See my pattern, and what I’m getting at? These things are much lighter than doing the work of breaking down racism, but I bring them up because we have to be willing to do the work. It will not be easy. We will not achieve enlightenment, or rewards, for doing the work we should have been doing since we first arrived in this country. But it is our responsibility.

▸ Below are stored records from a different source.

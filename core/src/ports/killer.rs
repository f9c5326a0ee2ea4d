//! Process table port (interface).

use crate::domain::{ProcessInfo, Signal};
use crate::error::Result;

/// Port for inspecting and signalling processes by PID.
///
/// Lookups and signals fail with `Error::ProcessNotFound` when the PID is
/// absent and `Error::PermissionDenied` when the caller lacks privilege.
pub trait ProcessTable: Send + Sync {
    /// Name of the process (cheaper than a full [`ProcessTable::lookup`]).
    fn process_name(&self, pid: u32) -> Result<String>;

    /// Attribute snapshot of the process.
    fn lookup(&self, pid: u32) -> Result<ProcessInfo>;

    /// Deliver a signal. Returns once the OS accepted it.
    fn signal(&self, pid: u32, signal: Signal) -> Result<()>;

    /// Whether the process exists and has not exited (zombies count as exited).
    fn is_alive(&self, pid: u32) -> bool;
}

In Sonya Renee Taylor’s talk, she said that some white people think, “the responsibility for solving issues of white supremacy delusion is on Black people’s shoulders.” She went on to say that it is white people’s responsibility to fix this. We created it. We need to figure out how to fix it, and fix it. She also said, that we have the “inhumane luxury” to propose to Black people that they make their needs or demands in a way that is comfortable to us–that we want it said in a certain way, a way that can’t sound angry–that we try and get away with simply having hope. That we say things like “I believe in the possibility of change,” but then do nothing. Or we say, “its too hard, or too slow, or too depressing.” Ultimately, as I shared above, Taylor says, our responsibility is to “make right relationship” with Black, Brown and Indigenous people here in America. We don’t, as Taylor says, just get to, up and leave America because we don’t like it here, and let racism and its systems of oppression continue to fester and rule, and then go run off to some other country where we can continue to live out our exploitive, gentrifying, white supremacist ways in other lands.

It is interesting to me that both Sonya Renee Taylor’s and Resmaa Menakan’s books relate to working to liberate ourselves through working with our bodies. As someone much more in tune with my emotions and instincts–heart over head–I am looking forward to taking my time with both of these important works.

We won’t fix racism or cure ourselves of our whiteness overnight, but we can’t afford to take any more time to start doing the work of fixing ourselves, and undoing racism and racist systems. We can’t wait until we think we know everything. We will never know everything. This is a journey, and we need to, if we haven’t already started, to start right now. Educate ourselves, and be hypervigilant about how whiteness is operating within ourselves, within other people, and within the spaces we find ourselves in.

Have the uncomfortable conversations. Make mistakes. Accept responsibility. Strive to do better next time. Speak up at your child’s school when you see how the white-led PTO is not including the voices, concerns, and desires of parents of color. Speak up at your workplace when your white co-worker makes a micro-aggression, or note the fact your non-profit organization’s administrators and board of directors does not include anyone representative of the community you serve. Get to know who the Black leaders in your community are. Find out ways you can support Black leaders, and Black-led organizations, without being a burden by asking them to tell you exactly what you should do. Share resources, either dollars, volunteering of time and/or skills, and show up at community events. Find out what the voting rights are like in your community, and get involved if things need to change for the better. Join an activist organization like Standing Up For Racial Justice, a movement of white people who come together to learn about racism, activism, whiteness, and fight for racial justice. There is so much we can, and need to do. There is so much we must do.

Are you ready? Where are all my white people at? Will you join me? May I join you?